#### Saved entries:

◇ ◇ ◇ ◇ ◇ ◇ ◇

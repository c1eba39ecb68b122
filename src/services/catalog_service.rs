//! JSON 目录服务 - 业务能力层
//!
//! 唯一持有 JSON 目录内存态的模块，提供三种能力：
//! - `load`: 从磁盘读取目录（每个批次开始前都重新读取，避免使用过期状态）
//! - `apply`: 把一个 ImageDescriptor 以添加/移除方式套用到目录上
//! - `save`: 把完整目录写回磁盘（先写临时文件再改名）
//!
//! 记录以 serde_json::Value 形式保存，未知字段和字段顺序
//! 在读写往返中原样保留（serde_json 开启 preserve_order）

use crate::error::{AppError, AppResult, ApplyError};
use crate::models::{ImageCategory, ImageDescriptor};
use regex::Regex;
use serde::Serialize;
use serde_json::ser::{PrettyFormatter, Serializer};
use serde_json::Value;
use std::path::{Path, PathBuf};
use std::sync::OnceLock;
use tokio::fs;

/// 套用方式
#[derive(Debug, Clone, Copy, PartialEq, Eq)]
pub enum ApplyMode {
    /// 添加（重复则拒绝）
    Add,
    /// 移除（不存在则拒绝）
    Remove,
}

/// 目录加载结果
#[derive(Debug, Clone, Copy, PartialEq, Eq)]
pub enum LoadOutcome {
    /// 加载成功，附带记录条数
    Loaded { records: usize },
    /// 文件不存在，以空目录继续（软性警告，不中止批次）
    FileMissing,
}

/// JSON 目录服务
pub struct CatalogService {
    json_path: PathBuf,
    records: Vec<Value>,
}

impl CatalogService {
    /// 创建新的目录服务
    ///
    /// 目录文件路径由配置显式传入，不使用全局常量
    pub fn new(json_path: impl Into<PathBuf>) -> Self {
        Self {
            json_path: json_path.into(),
            records: Vec::new(),
        }
    }

    /// 目录文件路径
    pub fn json_path(&self) -> &Path {
        &self.json_path
    }

    /// 当前内存中的全部记录
    pub fn records(&self) -> &[Value] {
        &self.records
    }

    /// 查看某道题某个分类的图片列表（主要用于测试和详细日志）
    pub fn image_list(&self, question_id: i64, category: ImageCategory) -> Option<&Vec<Value>> {
        self.records
            .iter()
            .filter_map(Value::as_object)
            .find(|obj| obj.get("id").and_then(Value::as_i64) == Some(question_id))?
            .get(category.field_name())?
            .as_array()
    }

    /// 从磁盘加载目录
    ///
    /// # 返回
    /// - 文件不存在 → `LoadOutcome::FileMissing`，目录为空（调用方可警告后继续）
    /// - JSON 不合法 → `CatalogError::DecodeFailed`，目录为空（批次必须中止）
    pub async fn load(&mut self) -> AppResult<LoadOutcome> {
        self.records.clear();

        if !self.json_path.exists() {
            return Ok(LoadOutcome::FileMissing);
        }

        let content = fs::read_to_string(&self.json_path)
            .await
            .map_err(|e| AppError::read_failed(&self.json_path, e))?;

        // 顶层必须是记录数组
        let records: Vec<Value> = serde_json::from_str(&content)
            .map_err(|e| AppError::decode_failed(&self.json_path, e))?;

        let count = records.len();
        self.records = records;
        Ok(LoadOutcome::Loaded { records: count })
    }

    /// 把一个图片描述符套用到目录上
    ///
    /// # 参数
    /// - `descriptor`: 解析后的图片描述符
    /// - `mode`: 添加或移除
    /// - `dry_run`: 试演模式，只检查不改动列表
    ///
    /// # 返回
    /// 成功返回可读的结果描述；失败只影响当前这一个图片名
    pub fn apply(
        &mut self,
        descriptor: &ImageDescriptor,
        mode: ApplyMode,
        dry_run: bool,
    ) -> AppResult<String> {
        let question_id = descriptor.question_id;
        let name = descriptor.full_name.as_str();
        let field = descriptor.category.field_name();

        // 线性查找目标记录（首个 id 匹配的记录生效，绝不自动创建）
        let record = self
            .records
            .iter_mut()
            .filter_map(Value::as_object_mut)
            .find(|obj| obj.get("id").and_then(Value::as_i64) == Some(question_id))
            .ok_or(ApplyError::RecordNotFound { question_id })?;

        // 分类列表缺失时先补一个空数组
        let list = record
            .entry(field)
            .or_insert_with(|| Value::Array(Vec::new()));
        let list = list
            .as_array_mut()
            .ok_or_else(|| AppError::Other(format!("题目 ID {} 的字段 {} 不是数组", question_id, field)))?;

        let position = list.iter().position(|v| v.as_str() == Some(name));

        match mode {
            ApplyMode::Remove => {
                let pos = position.ok_or(ApplyError::EntryNotPresent {
                    name: name.to_string(),
                    question_id,
                })?;
                if !dry_run {
                    list.remove(pos);
                }
                Ok(format!(
                    "已从题目 ID {} ({}) 移除 {}",
                    question_id, descriptor.category, name
                ))
            }
            ApplyMode::Add => {
                if position.is_some() {
                    return Err(ApplyError::DuplicateEntry {
                        name: name.to_string(),
                        question_id,
                    }
                    .into());
                }
                if !dry_run {
                    list.push(Value::String(name.to_string()));
                    sort_by_sequence(list);
                }
                Ok(format!(
                    "已将 {} 添加到题目 ID {} ({})",
                    name, question_id, descriptor.category
                ))
            }
        }
    }

    /// 把完整目录写回磁盘
    ///
    /// 使用 4 空格缩进，保持字段顺序，非 ASCII 字符不转义。
    /// 先写临时文件再改名，写失败不会截断原文件。
    pub async fn save(&self) -> AppResult<()> {
        let mut buf = Vec::new();
        let formatter = PrettyFormatter::with_indent(b"    ");
        let mut ser = Serializer::with_formatter(&mut buf, formatter);
        self.records
            .serialize(&mut ser)
            .map_err(|e| AppError::write_failed(&self.json_path, e))?;
        buf.push(b'\n');

        let tmp_path = self.json_path.with_extension("json.tmp");
        fs::write(&tmp_path, &buf)
            .await
            .map_err(|e| AppError::write_failed(&tmp_path, e))?;
        fs::rename(&tmp_path, &self.json_path)
            .await
            .map_err(|e| AppError::write_failed(&self.json_path, e))?;

        Ok(())
    }
}

/// 按尾部序号升序稳定排序
///
/// 序号取自去扩展名后的 `_数字` 结尾（如 `34_qu_2.png` → 2），
/// 没有尾部数字的元素按 0 处理，相同序号保持原有相对顺序
fn sort_by_sequence(list: &mut Vec<Value>) {
    list.sort_by_key(|v| sequence_key(v.as_str().unwrap_or("")));
}

fn sequence_key(name: &str) -> u64 {
    // 固定模式只编译一次
    static SEQUENCE_RE: OnceLock<Regex> = OnceLock::new();
    let re = SEQUENCE_RE.get_or_init(|| Regex::new(r"_(\d+)$").expect("固定正则必定合法"));

    let stem = Path::new(name)
        .file_stem()
        .and_then(|s| s.to_str())
        .unwrap_or(name);
    re.captures(stem)
        .and_then(|c| c.get(1))
        .and_then(|m| m.as_str().parse().ok())
        .unwrap_or(0)
}
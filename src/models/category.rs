/// 图片分类枚举
#[derive(Debug, Clone, Copy, PartialEq, Eq, Hash, serde::Serialize, serde::Deserialize)]
pub enum ImageCategory {
    /// 题干图片
    Question,
    /// 解析图片
    Solution,
    /// 选项图片
    Option,
}

impl ImageCategory {
    /// 获取 JSON 记录中对应的字段名
    pub fn field_name(self) -> &'static str {
        match self {
            ImageCategory::Question => "question_images",
            ImageCategory::Solution => "solution_images",
            ImageCategory::Option => "option_images",
        }
    }

    /// 获取标准名称
    pub fn name(self) -> &'static str {
        match self {
            ImageCategory::Question => "题干图片",
            ImageCategory::Solution => "解析图片",
            ImageCategory::Option => "选项图片",
        }
    }

    /// 从类型码解析分类
    ///
    /// 规则：
    /// - `qu` 精确匹配 → 题干图片
    /// - `so` 开头（so、so1、soD 等）→ 解析图片
    /// - `op` 开头（op、op2 等）→ 选项图片
    ///
    /// 单独的 `s` 或 `o` 不做猜测，返回 None
    pub fn from_type_code(code: &str) -> Option<Self> {
        if code == "qu" {
            Some(ImageCategory::Question)
        } else if code.starts_with("so") {
            Some(ImageCategory::Solution)
        } else if code.starts_with("op") {
            Some(ImageCategory::Option)
        } else {
            None
        }
    }
}

impl std::fmt::Display for ImageCategory {
    fn fmt(&self, f: &mut std::fmt::Formatter<'_>) -> std::fmt::Result {
        write!(f, "{}", self.name())
    }
}
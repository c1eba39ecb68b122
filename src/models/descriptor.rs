//! 图片名解析结果
//!
//! 封装"这张图片属于哪道题的哪个分类"这一信息

use crate::models::category::ImageCategory;
use std::fmt::Display;

/// 图片描述符
///
/// 由 NameParser 从原始文件名解析得到，解析后不再修改
#[derive(Debug, Clone, PartialEq, Eq, serde::Serialize)]
pub struct ImageDescriptor {
    /// 原始文件名（含扩展名，写入 JSON 时使用）
    pub full_name: String,

    /// 题目 ID
    pub question_id: i64,

    /// 原始类型码（qu / so / soD / op2 等，保持原样）
    pub type_code: String,

    /// 图片分类
    pub category: ImageCategory,

    /// 尾部序号（缺失时为 0）
    pub sequence: u32,
}

impl Display for ImageDescriptor {
    fn fmt(&self, f: &mut std::fmt::Formatter<'_>) -> std::fmt::Result {
        write!(
            f,
            "[图片 {} → 题目 ID#{} 分类#{} 序号#{}]",
            self.full_name, self.question_id, self.category, self.sequence
        )
    }
}
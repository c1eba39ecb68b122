pub mod image_ctx;
pub mod image_flow;

pub use image_ctx::ImageCtx;
pub use image_flow::{FlowResult, ImageFlow};
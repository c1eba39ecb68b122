//! 图片处理上下文
//!
//! 封装"我正在处理本批第几张图片、以什么模式处理"这一信息

use std::fmt::Display;

/// 图片处理上下文
#[derive(Debug, Clone)]
pub struct ImageCtx {
    /// 图片在本批中的索引（从1开始，仅用于日志显示）
    pub image_index: usize,

    /// 本批图片总数
    pub total: usize,

    /// 试演模式
    pub dry_run: bool,

    /// 移除模式
    pub remove_mode: bool,
}

impl ImageCtx {
    /// 创建新的图片上下文
    pub fn new(image_index: usize, total: usize, dry_run: bool, remove_mode: bool) -> Self {
        Self {
            image_index,
            total,
            dry_run,
            remove_mode,
        }
    }
}

impl Display for ImageCtx {
    fn fmt(&self, f: &mut std::fmt::Formatter<'_>) -> std::fmt::Result {
        write!(f, "[图片 {}/{}]", self.image_index, self.total)
    }
}
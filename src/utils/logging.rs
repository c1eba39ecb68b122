//! 日志工具模块
//!
//! 提供 tracing 订阅器初始化

use tracing_subscriber::EnvFilter;

/// 初始化日志
///
/// 默认 info 级别，可通过 RUST_LOG 环境变量覆盖
pub fn init() {
    let filter = EnvFilter::try_from_default_env().unwrap_or_else(|_| EnvFilter::new("info"));

    tracing_subscriber::fmt()
        .with_env_filter(filter)
        .with_target(false)
        .init();
}
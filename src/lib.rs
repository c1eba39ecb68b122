//! # Auto Image Mapper
//!
//! 一个把图片文件名自动映射进题目 JSON 目录的 Rust 工具
//!
//! 文件名约定 `[q]ID_类型[_序号].扩展名`（如 `q34_qu_1.png`、`38_soD.png`），
//! 解析后按分类写入对应题目记录的 `question_images` / `solution_images` /
//! `option_images` 列表，保持按尾部序号升序，拒绝重复，支持试演和移除模式。
//!
//! ## 架构设计
//!
//! 本系统采用严格的四层架构：
//!
//! ### ① 模型层（Models）
//! - `models/` - 纯数据类型
//! - `ImageCategory` - 图片分类（题干/解析/选项），由类型码前缀确定
//! - `ImageDescriptor` - 文件名解析结果，解析后不可变
//!
//! ### ② 业务能力层（Services）
//! - `services/` - 描述"我能做什么"，只处理单张图片
//! - `NameParser` - 文件名解析能力
//! - `CatalogService` - JSON 目录的 load / apply / save 能力
//! - `FolderValidator` - 图片文件存在性校验能力
//! - `ReportWriter` - 写结果报告能力
//!
//! ### ③ 流程层（Workflow）
//! - `workflow/` - 定义"一张图片"的完整处理流程
//! - `ImageCtx` - 上下文封装（批次索引 + 模式开关）
//! - `ImageFlow` - 流程编排（校验 → 解析 → 套用 → 报告）
//!
//! ### ④ 编排层（Orchestration）
//! - `orchestrator/batch_processor` - 批量处理器，管理目录生命周期和统计
//!
//! ## 批次语义
//!
//! 每个批次：load 一次（总是重新读取磁盘）→ 逐个图片名 parse+apply →
//! 有改动且非试演时 save 最多一次。单张图片的失败只计入统计，不中止批次。

pub mod config;
pub mod error;
pub mod models;
pub mod orchestrator;
pub mod services;
pub mod utils;
pub mod workflow;

// 重新导出常用类型
pub use config::Config;
pub use error::{AppError, AppResult, ApplyError, CatalogError, ParseError};
pub use models::{ImageCategory, ImageDescriptor};
pub use orchestrator::{App, ProcessingStats};
pub use services::{ApplyMode, CatalogService, FolderValidator, LoadOutcome, NameParser};
pub use workflow::{FlowResult, ImageCtx, ImageFlow};
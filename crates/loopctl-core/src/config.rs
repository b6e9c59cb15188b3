use futures::future::BoxFuture;

use crate::LoopSettings;

/// Iteration budget used when none is configured
pub const DEFAULT_MAX_ITERATIONS: usize = 10;

pub(crate) type RespondFn<S, R, E> =
    Box<dyn for<'a> FnMut(&'a S) -> BoxFuture<'a, Result<R, E>> + Send>;
pub(crate) type StopFn<S, R, E> =
    Box<dyn for<'a> FnMut(&'a R, &'a S) -> BoxFuture<'a, Result<bool, E>> + Send>;
pub(crate) type TransitionFn<S, R, E> =
    Box<dyn for<'a> FnMut(&'a R, S) -> BoxFuture<'a, Result<S, E>> + Send>;

/// Everything one loop invocation needs: the three callbacks, the budget,
/// and the state handed to the first responder call.
///
/// A config is consumed by [`LoopRunner::run`](crate::LoopRunner::run), so it
/// cannot change while a loop is in flight.
///
/// Callbacks return `Send` futures and `S`, `R`, `E` must be
/// `Send + Sync + 'static`, so a running loop can be handed to
/// `tokio::spawn`. Single-threaded state such as `Rc<RefCell<_>>` is
/// rejected; share it as `Arc<Mutex<_>>` instead.
///
/// ```compile_fail
/// use std::rc::Rc;
/// use loopctl_core::LoopConfig;
///
/// let _config: LoopConfig<Rc<u32>, u32, String> = LoopConfig::new(
///     Rc::new(0),
///     |n| Box::pin(async move { Ok(**n) }),
///     |_, _| Box::pin(async move { Ok(true) }),
/// );
/// ```
pub struct LoopConfig<S, R, E> {
    pub(crate) initial_state: S,
    pub(crate) respond: RespondFn<S, R, E>,
    pub(crate) should_stop: StopFn<S, R, E>,
    pub(crate) transition: Option<TransitionFn<S, R, E>>,
    pub(crate) max_iterations: usize,
}

impl<S, R, E> LoopConfig<S, R, E>
where
    S: Send + Sync + 'static,
    R: Send + Sync + 'static,
    E: Send + 'static,
{
    /// Create a config with the default budget and no transition.
    ///
    /// `respond` receives the current state. `should_stop` receives the
    /// response together with the state that produced it.
    pub fn new<Rf, Pf>(initial_state: S, respond: Rf, should_stop: Pf) -> Self
    where
        Rf: for<'a> FnMut(&'a S) -> BoxFuture<'a, Result<R, E>> + Send + 'static,
        Pf: for<'a> FnMut(&'a R, &'a S) -> BoxFuture<'a, Result<bool, E>> + Send + 'static,
    {
        Self {
            initial_state,
            respond: Box::new(respond),
            should_stop: Box::new(should_stop),
            transition: None,
            max_iterations: DEFAULT_MAX_ITERATIONS,
        }
    }

    /// Derive the next state from each non-terminating response.
    ///
    /// Without a transition the state is carried forward unchanged.
    pub fn with_transition<Tf>(mut self, transition: Tf) -> Self
    where
        Tf: for<'a> FnMut(&'a R, S) -> BoxFuture<'a, Result<S, E>> + Send + 'static,
    {
        self.transition = Some(Box::new(transition));
        self
    }

    /// Zero is allowed: the loop then returns without calling anything.
    pub fn with_max_iterations(mut self, max: usize) -> Self {
        self.max_iterations = max;
        self
    }

    /// Apply file-based settings on top of this config.
    ///
    /// Keys absent from the settings leave the config as it is.
    pub fn with_settings(self, settings: &LoopSettings) -> Self {
        match settings.max_iterations {
            Some(max) => self.with_max_iterations(max),
            None => self,
        }
    }
}

impl<S, R, E> LoopConfig<S, R, E> {
    pub fn max_iterations(&self) -> usize {
        self.max_iterations
    }

    pub fn has_transition(&self) -> bool {
        self.transition.is_some()
    }

    pub fn initial_state(&self) -> &S {
        &self.initial_state
    }
}

impl<S: std::fmt::Debug, R, E> std::fmt::Debug for LoopConfig<S, R, E> {
    fn fmt(&self, f: &mut std::fmt::Formatter<'_>) -> std::fmt::Result {
        f.debug_struct("LoopConfig")
            .field("initial_state", &self.initial_state)
            .field("max_iterations", &self.max_iterations)
            .field("has_transition", &self.transition.is_some())
            .finish_non_exhaustive()
    }
}
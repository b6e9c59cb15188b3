#![allow(dead_code)]

use std::sync::{Arc, Mutex};

use tracing::field::{Field, Visit};
use tracing::{Event, Subscriber};
use tracing_subscriber::layer::{Context, Layer};

/// One event as seen by [`CaptureLayer`]
#[derive(Debug, Clone, Default, PartialEq)]
pub struct CapturedEvent {
    pub message: String,
    pub fields: Vec<(String, String)>,
}

impl CapturedEvent {
    pub fn field(&self, name: &str) -> Option<&str> {
        self.fields
            .iter()
            .find(|(key, _)| key == name)
            .map(|(_, value)| value.as_str())
    }
}

/// Layer that records every event it sees
#[derive(Clone, Default)]
pub struct CaptureLayer {
    events: Arc<Mutex<Vec<CapturedEvent>>>,
}

impl CaptureLayer {
    pub fn events(&self) -> Vec<CapturedEvent> {
        self.events.lock().unwrap().clone()
    }

    pub fn messages(&self) -> Vec<String> {
        self.events().into_iter().map(|event| event.message).collect()
    }
}

struct FieldVisitor<'a>(&'a mut CapturedEvent);

impl Visit for FieldVisitor<'_> {
    fn record_debug(&mut self, field: &Field, value: &dyn std::fmt::Debug) {
        if field.name() == "message" {
            self.0.message = format!("{value:?}");
        } else {
            self.0
                .fields
                .push((field.name().to_string(), format!("{value:?}")));
        }
    }
}

impl<S: Subscriber> Layer<S> for CaptureLayer {
    fn on_event(&self, event: &Event<'_>, _ctx: Context<'_, S>) {
        let mut captured = CapturedEvent::default();
        event.record(&mut FieldVisitor(&mut captured));
        self.events.lock().unwrap().push(captured);
    }
}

◇ ◇ ◇ ◇ ◇ ◇ ◇

#### Task objective:
Your answer should be exactly the lines of the data above, from the first through the line containing "pub enum LoadOutcome".

#### Solution to this problem:
repository c1eba39ecb68b122
filename src/services/catalog_service.rs
//! JSON 目录服务 - 业务能力层
//!
//! 唯一持有 JSON 目录内存态的模块，提供三种能力：
//! - `load`: 从磁盘读取目录（每个批次开始前都重新读取，避免使用过期状态）
//! - `apply`: 把一个 ImageDescriptor 以添加/移除方式套用到目录上
//! - `save`: 把完整目录写回磁盘（先写临时文件再改名）
//!
//! 记录以 serde_json::Value 形式保存，未知字段和字段顺序
//! 在读写往返中原样保留（serde_json 开启 preserve_order）

use crate::error::{AppError, AppResult, ApplyError};
use crate::models::{ImageCategory, ImageDescriptor};
use regex::Regex;
use serde::Serialize;
use serde_json::ser::{PrettyFormatter, Serializer};
use serde_json::Value;
use std::path::{Path, PathBuf};
use std::sync::OnceLock;
use tokio::fs;

/// 套用方式
#[derive(Debug, Clone, Copy, PartialEq, Eq)]
pub enum ApplyMode {
    /// 添加（重复则拒绝）
    Add,
    /// 移除（不存在则拒绝）
    Remove,
}

/// 目录加载结果
#[derive(Debug, Clone, Copy, PartialEq, Eq)]
pub enum LoadOutcome {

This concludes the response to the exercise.